Research press release

成体マウスで幹細胞から新しい卵子が形成された

Nature Cell Biology

Stem cells generate new eggs in adult mice

哺乳類の卵巣は成体期も、新しい卵を形成する能力をずっと維持しているらしいことが、新たな研究により明らかになった。この知見は、再生医学や生殖医学に重要なかかわりがあると考えられる。

一般に、哺乳類のほとんどの種では、「卵母細胞」として知られている卵子の形成は出生前に終了すると考えられている。最近、若年期から成体期のマウスで、卵巣に細胞複製能がみられることを示す証拠が得られたのにもかかわらず、出生後の哺乳類卵巣中に雌性生殖幹細胞(FGSC)が存在するかどうかについてはまだ議論が続いている。

J Wuたちは、生後5日齢および成体マウスの卵巣から、機能を備えたFGSCを単離したことを報告している。単離されたFGSCは自己複製能をもち、長期間にわたる培養の後でも増殖能が維持された。このFGSCを不妊マウスの卵巣に移植したところ、FGSCから卵母細胞が生じ、薬剤で誘発した不妊の回復が、仔が生まれたことで実証された。生まれた若いマウスには異常はなく、受精能力をもっていることがわかった。

Mammalian ovaries might retain their capacity to generate new eggs during adulthood, suggests a study published online this week in Nature Cell Biology. The finding may have important implications in regenerative and reproductive medicine.

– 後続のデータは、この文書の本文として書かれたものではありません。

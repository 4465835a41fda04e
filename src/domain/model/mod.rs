// src/domain/model/mod.rs

pub mod breach_state;
pub mod sla_policy;
pub mod ticket;

pub use breach_state::BreachState;
pub use sla_policy::SlaPolicy;
pub use ticket::{Category, Priority, Ticket, TicketStatus};
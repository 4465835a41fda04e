// src/domain/model/breach_state.rs

use serde::{Deserialize, Serialize};
use std::fmt;

/// A ticket's SLA state at a single evaluation instant.
///
/// Transient by design: every monitor pass recomputes it from the target
/// timestamp and the clock, so no stored state can drift. Variant order is
/// severity order, which gives `Ord` the monotonic meaning tests rely on
/// (OnTrack < Imminent < Breached).
#[derive(Debug, Clone, Copy, PartialEq, Eq, PartialOrd, Ord, Serialize, Deserialize)]
pub enum BreachState {
    /// Inside the SLA window, or untracked (no active policy matched).
    OnTrack,
    /// Remaining time is at or below the imminence buffer; reported to the
    /// dispatcher but never persisted.
    Imminent,
    /// The target timestamp has passed while the ticket is still open.
    Breached,
}

impl fmt::Display for BreachState {
    fn fmt(&self, f: &mut fmt::Formatter<'_>) -> fmt::Result {
        let s = match self {
            BreachState::OnTrack => "on-track",
            BreachState::Imminent => "imminent",
            BreachState::Breached => "breached",
        };
        f.write_str(s)
    }
}
// src/telemetry/mod.rs

pub mod tracing;
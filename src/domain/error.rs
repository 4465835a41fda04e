// src/domain/error.rs
//! Error taxonomy for the SLA engine.
//!
//! Configuration gaps (no matching policy, no webhook endpoint) are not
//! errors at all and never appear here: they degrade gracefully with an
//! informational log. The variants below cover data anomalies, transient
//! store I/O, and config validation; all of them are isolated at the record
//! or pass boundary rather than propagated to the host.

use thiserror::Error;
use uuid::Uuid;

use crate::domain::model::ticket::{Category, Priority};

#[derive(Debug, Error)]
pub enum SlaError {
    /// Transient store access failure. Isolated to the single record being
    /// processed; the monitor pass continues with the remaining tickets.
    #[error("ticket store error: {0}")]
    Store(String),

    /// The ticket vanished between fetch and write-back. Benign race with a
    /// concurrent delete; callers log at debug level and move on.
    #[error("ticket {0} not found")]
    TicketNotFound(Uuid),

    /// A policy with a zero or negative window. Classification treats the
    /// affected ticket as untracked instead of failing.
    #[error("invalid SLA window for ({priority}, {category}): {resolution_time_minutes} minutes")]
    InvalidPolicyWindow {
        priority: Priority,
        category: Category,
        resolution_time_minutes: i64,
    },

    #[error("configuration error: {0}")]
    Config(String),
}

impl SlaError {
    /// True when the error is the benign fetch/write-back race rather than a
    /// real store failure.
    pub fn is_benign_race(&self) -> bool {
        matches!(self, SlaError::TicketNotFound(_))
    }
}
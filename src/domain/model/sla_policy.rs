// src/domain/model/sla_policy.rs
//! SLA policy record: the (priority, category) → resolution-window mapping.
//!
//! Policies are created and edited by administrators through the excluded
//! CRUD layer; the engine reads them only. The external store enforces the
//! "at most one active policy per key" uniqueness constraint, but duplicates
//! may exist transiently and the engine must tolerate them (see the policy
//! store's tie-break).

use chrono::{DateTime, Utc};
use serde::{Deserialize, Serialize};
use uuid::Uuid;

use crate::domain::error::SlaError;
use crate::domain::model::ticket::{Category, Priority};

#[derive(Debug, Clone, Serialize, Deserialize)]
pub struct SlaPolicy {
    pub id: Uuid,
    pub priority: Priority,
    pub category: Category,
    /// Minutes allowed for first response. Carried on the record but unused
    /// by breach tracking, which keys off the resolution window.
    pub response_time_minutes: i64,
    /// Minutes allowed for resolution; defines the ticket's SLA window.
    pub resolution_time_minutes: i64,
    pub active: bool,
    pub created_at: DateTime<Utc>,
    pub updated_at: DateTime<Utc>,
}

impl SlaPolicy {
    /// Builds an active policy, rejecting non-positive windows up front so a
    /// zero-minute policy never enters the table through this crate.
    pub fn new(
        priority: Priority,
        category: Category,
        response_time_minutes: i64,
        resolution_time_minutes: i64,
    ) -> Result<Self, SlaError> {
        if response_time_minutes <= 0 || resolution_time_minutes <= 0 {
            return Err(SlaError::InvalidPolicyWindow {
                priority,
                category,
                resolution_time_minutes,
            });
        }
        let now = Utc::now();
        Ok(Self {
            id: Uuid::new_v4(),
            priority,
            category,
            response_time_minutes,
            resolution_time_minutes,
            active: true,
            created_at: now,
            updated_at: now,
        })
    }

    pub fn matches(&self, priority: Priority, category: Category) -> bool {
        self.priority == priority && self.category == category
    }
}
// src/repository/mod.rs

pub mod policy_store;
pub mod ticket_store;

pub use policy_store::{InMemoryPolicyStore, PolicyStore};
pub use ticket_store::{InMemoryTicketStore, TicketStore};
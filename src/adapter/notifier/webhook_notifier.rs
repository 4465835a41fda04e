// src/adapter/notifier/webhook_notifier.rs
//! Webhook delivery channel: one HTTP POST with the card as JSON body.

use async_trait::async_trait;
use reqwest::Client;
use std::time::Duration;

use crate::service::notification_dispatcher::{NotificationCard, Notifier};

const REQUEST_TIMEOUT: Duration = Duration::from_secs(10);

pub struct WebhookNotifier {
    client: Client,
    endpoint: String,
}

impl WebhookNotifier {
    pub fn new(endpoint: impl Into<String>) -> Self {
        Self {
            client: Client::new(),
            endpoint: endpoint.into(),
        }
    }

    pub fn endpoint(&self) -> &str {
        &self.endpoint
    }
}

#[async_trait]
impl Notifier for WebhookNotifier {
    async fn send(&self, card: &NotificationCard) -> Result<(), String> {
        let response = self
            .client
            .post(&self.endpoint)
            .timeout(REQUEST_TIMEOUT)
            .json(card)
            .send()
            .await
            .map_err(|e| format!("webhook request failed: {e}"))?;

        let status = response.status();
        if status.is_success() {
            Ok(())
        } else {
            let body = response.text().await.unwrap_or_default();
            Err(format!("webhook returned {status}: {body}"))
        }
    }
}
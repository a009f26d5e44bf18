//! Relevancy ranking shared by the column query operations.

use crate::domain::card::Card;
use std::collections::BTreeSet;

/// Ranks cards against a keyword set: cards scoring zero are dropped and
/// the rest are ordered by score, most relevant first. The sort is stable,
/// so cards with equal scores keep their original relative order.
pub fn rank_by_relevancy<'a>(cards: &'a [Card], keywords: &BTreeSet<String>) -> Vec<&'a Card> {
    let mut scored: Vec<(u32, &Card)> = cards
        .iter()
        .map(|card| (card.query_relevancy_score(keywords), card))
        .filter(|(score, _)| *score > 0)
        .collect();

    scored.sort_by(|(a, _), (b, _)| b.cmp(a));
    scored.into_iter().map(|(_, card)| card).collect()
}

#[cfg(test)]
mod tests {
    use super::*;
    use crate::domain::card::CardType;

    fn keywords(words: &[&str]) -> BTreeSet<String> {
        words.iter().map(|w| w.to_string()).collect()
    }

    fn card(title: &str, description: &str, tags: &[&str]) -> Card {
        Card::new(title, description, "", CardType::Task, keywords(tags), 1).unwrap()
    }

    #[test]
    fn test_zero_scores_are_dropped() {
        let cards = vec![card("alpha", "", &[]), card("beta", "", &[])];

        let ranked = rank_by_relevancy(&cards, &keywords(&["alpha"]));
        assert_eq!(ranked.len(), 1);
        assert_eq!(ranked[0].title(), "alpha");
    }

    #[test]
    fn test_higher_scores_come_first() {
        let cards = vec![
            card("fix here", "", &[]),
            card("fix this", "fix description", &["fix"]),
        ];

        let ranked = rank_by_relevancy(&cards, &keywords(&["fix"]));
        assert_eq!(ranked[0].title(), "fix this");
        assert_eq!(ranked[1].title(), "fix here");
    }

    #[test]
    fn test_removing_a_keyword_never_raises_a_score() {
        let cards = vec![card("alpha beta", "beta", &["alpha"])];

        let wide = cards[0].query_relevancy_score(&keywords(&["alpha", "beta"]));
        let narrow = cards[0].query_relevancy_score(&keywords(&["beta"]));
        assert!(narrow <= wide);
    }

    #[test]
    fn test_empty_input_yields_empty_output() {
        let cards: Vec<Card> = Vec::new();
        assert!(rank_by_relevancy(&cards, &keywords(&["anything"])).is_empty());
    }
}
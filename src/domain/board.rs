use crate::domain::card::CardId;
use crate::domain::column::{Column, ColumnId};
use crate::error::{JanbanError, Result};
use serde::Serialize;

/// A named kanban board: an ordered set of columns, one of which is
/// distinguished by name as holding completed work.
///
/// The completed column is tracked as a cached identity token that is
/// updated transactionally on every column add, remove, and rename. All
/// three of those mutations therefore have to go through the board's own
/// operations; renaming a column behind the board's back would leave the
/// cache stale.
#[derive(Debug, Clone, Serialize)]
#[serde(rename_all = "camelCase")]
pub struct KanbanBoard {
    name: String,
    description: String,
    completed_column_name: String,
    columns: Vec<Column>,
    #[serde(skip)]
    completed_column: Option<ColumnId>,
}

impl KanbanBoard {
    pub const DEFAULT_BACKLOG_COLUMN_NAME: &'static str = "Backlog";
    pub const DEFAULT_WIP_COLUMN_NAME: &'static str = "In Progress";

    /// Creates a board with no columns. Persistence re-adds columns through
    /// [`KanbanBoard::add_column`] so the completed-column cache populates
    /// itself during reconstruction.
    pub fn new(
        name: impl Into<String>,
        description: impl Into<String>,
        completed_column_name: impl Into<String>,
    ) -> Self {
        Self {
            name: name.into(),
            description: description.into(),
            completed_column_name: completed_column_name.into(),
            columns: Vec::new(),
            completed_column: None,
        }
    }

    /// Creates a board pre-populated with the default backlog, in-progress,
    /// and completed columns.
    pub fn with_default_columns(
        name: impl Into<String>,
        description: impl Into<String>,
        completed_column_name: impl Into<String>,
    ) -> Result<Self> {
        let mut board = Self::new(name, description, completed_column_name);
        board.add_default_columns()?;
        Ok(board)
    }

    pub fn name(&self) -> &str {
        &self.name
    }

    pub fn set_name(&mut self, name: impl Into<String>) {
        self.name = name.into();
    }

    pub fn description(&self) -> &str {
        &self.description
    }

    pub fn set_description(&mut self, description: impl Into<String>) {
        self.description = description.into();
    }

    /// The name that marks a column as holding completed work. Fixed at
    /// construction.
    pub fn completed_column_name(&self) -> &str {
        &self.completed_column_name
    }

    pub fn columns(&self) -> &[Column] {
        &self.columns
    }

    pub fn column_at(&self, index: usize) -> Result<&Column> {
        self.columns.get(index).ok_or(JanbanError::IndexOutOfRange {
            index,
            len: self.columns.len(),
        })
    }

    /// Mutable access to a column for card-level edits. Renames are not
    /// reachable this way; they go through
    /// [`KanbanBoard::edit_column_name`].
    pub fn column_mut(&mut self, id: ColumnId) -> Option<&mut Column> {
        self.columns.iter_mut().find(|column| column.id() == id)
    }

    pub fn has_column_with_name(&self, name: &str) -> bool {
        self.columns.iter().any(|column| column.name() == name)
    }

    /// The column currently holding completed cards, or `None` when no
    /// column carries the configured completed-column name.
    pub fn get_completed_column(&self) -> Option<&Column> {
        let id = self.completed_column?;
        self.columns.iter().find(|column| column.id() == id)
    }

    /// Generates and adds the default backlog, in-progress, and completed
    /// columns for this board, in that order. A name collision surfaces the
    /// same way it would through [`KanbanBoard::add_column`].
    pub fn add_default_columns(&mut self) -> Result<()> {
        self.add_column(Column::new(Self::DEFAULT_BACKLOG_COLUMN_NAME)?)?;
        self.add_column(Column::new(Self::DEFAULT_WIP_COLUMN_NAME)?)?;
        self.add_column(Column::new(self.completed_column_name.clone())?)?;
        Ok(())
    }

    /// Appends a column. Fails when another column already carries the same
    /// name (case-sensitive); the board is left unchanged on failure.
    pub fn add_column(&mut self, column: Column) -> Result<()> {
        if self.has_column_with_name(column.name()) {
            return Err(JanbanError::DuplicateColumnName(column.name().to_string()));
        }

        if column.name() == self.completed_column_name {
            self.completed_column = Some(column.id());
        }

        self.columns.push(column);
        Ok(())
    }

    /// Removes a column and hands it back, or returns `None` when the
    /// column is not part of this board. Removing the completed column
    /// resets the cache.
    pub fn remove_column(&mut self, id: ColumnId) -> Option<Column> {
        let position = self.columns.iter().position(|column| column.id() == id)?;

        if self.completed_column == Some(id) {
            self.completed_column = None;
        }

        Some(self.columns.remove(position))
    }

    /// Renames a column. Unknown columns are a silent no-op; a blank name
    /// falls back to the column's default sentinel; colliding with a
    /// *different* column's name fails with `DuplicateColumnName` and
    /// leaves the board unchanged. Renaming a column to its own current
    /// name is allowed and keeps its completed-column status.
    pub fn edit_column_name(&mut self, id: ColumnId, new_name: impl Into<String>) -> Result<()> {
        if !self.columns.iter().any(|column| column.id() == id) {
            return Ok(());
        }

        let effective_name = Column::validate_name(new_name.into())?;

        let collision = self
            .columns
            .iter()
            .any(|column| column.id() != id && column.name() == effective_name);
        if collision {
            return Err(JanbanError::DuplicateColumnName(effective_name));
        }

        // Clear before matching the new name, so a self-rename of the
        // completed column re-marks it rather than dropping it.
        if self.completed_column == Some(id) {
            self.completed_column = None;
        }

        let matches_completed = effective_name == self.completed_column_name;
        if let Some(column) = self.columns.iter_mut().find(|column| column.id() == id) {
            column.set_name(effective_name);
        }

        if matches_completed {
            self.completed_column = Some(id);
        }

        Ok(())
    }

    /// Moves a card between this board's columns, removing it from its
    /// current column first so it is never present in two columns at once.
    /// Unknown destinations and cards not on this board are silent no-ops.
    pub fn move_card(&mut self, card_id: CardId, destination_id: ColumnId) {
        if !self.columns.iter().any(|c| c.id() == destination_id) {
            return;
        }

        let source = self
            .columns
            .iter_mut()
            .find(|column| column.contains_card(card_id));

        let card = match source.and_then(|column| column.remove_card(card_id)) {
            Some(card) => card,
            None => return,
        };

        if let Some(destination) = self.column_mut(destination_id) {
            destination.add_card(card);
        }
    }

    /// Total story points across every column of this board.
    pub fn total_story_points(&self) -> i32 {
        self.columns.iter().map(Column::total_story_points).sum()
    }

    /// Total story points in the completed column, or 0 when the board has
    /// no completed column.
    pub fn completed_story_points(&self) -> i32 {
        self.get_completed_column()
            .map(Column::total_story_points)
            .unwrap_or(0)
    }

    /// Number of cards on the board, optionally leaving out those in the
    /// completed column.
    pub fn card_count(&self, include_completed: bool) -> usize {
        let total: usize = self.columns.iter().map(|column| column.cards().len()).sum();

        if include_completed {
            return total;
        }

        let completed = self
            .get_completed_column()
            .map(|column| column.cards().len())
            .unwrap_or(0);
        total - completed
    }
}

/// Field-wise equality over the serialized fields; the derived cache is
/// excluded (it tracks session identity, which equality deliberately
/// ignores).
impl PartialEq for KanbanBoard {
    fn eq(&self, other: &Self) -> bool {
        self.name == other.name
            && self.description == other.description
            && self.completed_column_name == other.completed_column_name
            && self.columns == other.columns
    }
}

impl Eq for KanbanBoard {}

It is currently accepted that, in most mammalian species, the production of eggs, known as 'oocytes', terminates before birth. Despite recent evidence indicating that ovaries exhibit regenerative activity in juvenile and adult mice, the existence of female germline stem cells (FGSCs) in postnatal mammalian ovaries remained controversial.

Ji Wu and colleagues report the isolation of functional FGSCs from the ovaries of 5-day-old and adult mice. Upon isolation, FGSC lines were generated, which were able to maintain their proliferative potential even after long-term culture. When transplanted into the ovaries of infertile mice, FGSCs gave rise to new oocytes and reversed chemically-induced infertility, as demonstrated by the production of offspring. These young mice had no abnormalities and were fertile.

doi: 10.1038/ncb1869

「注目のハイライト」は、ネイチャー広報部門が報道関係者向けに作成したプレスリリースを翻訳したものです。より正確かつ詳細な情報が必要な場合には、必ず原著論文をご覧ください。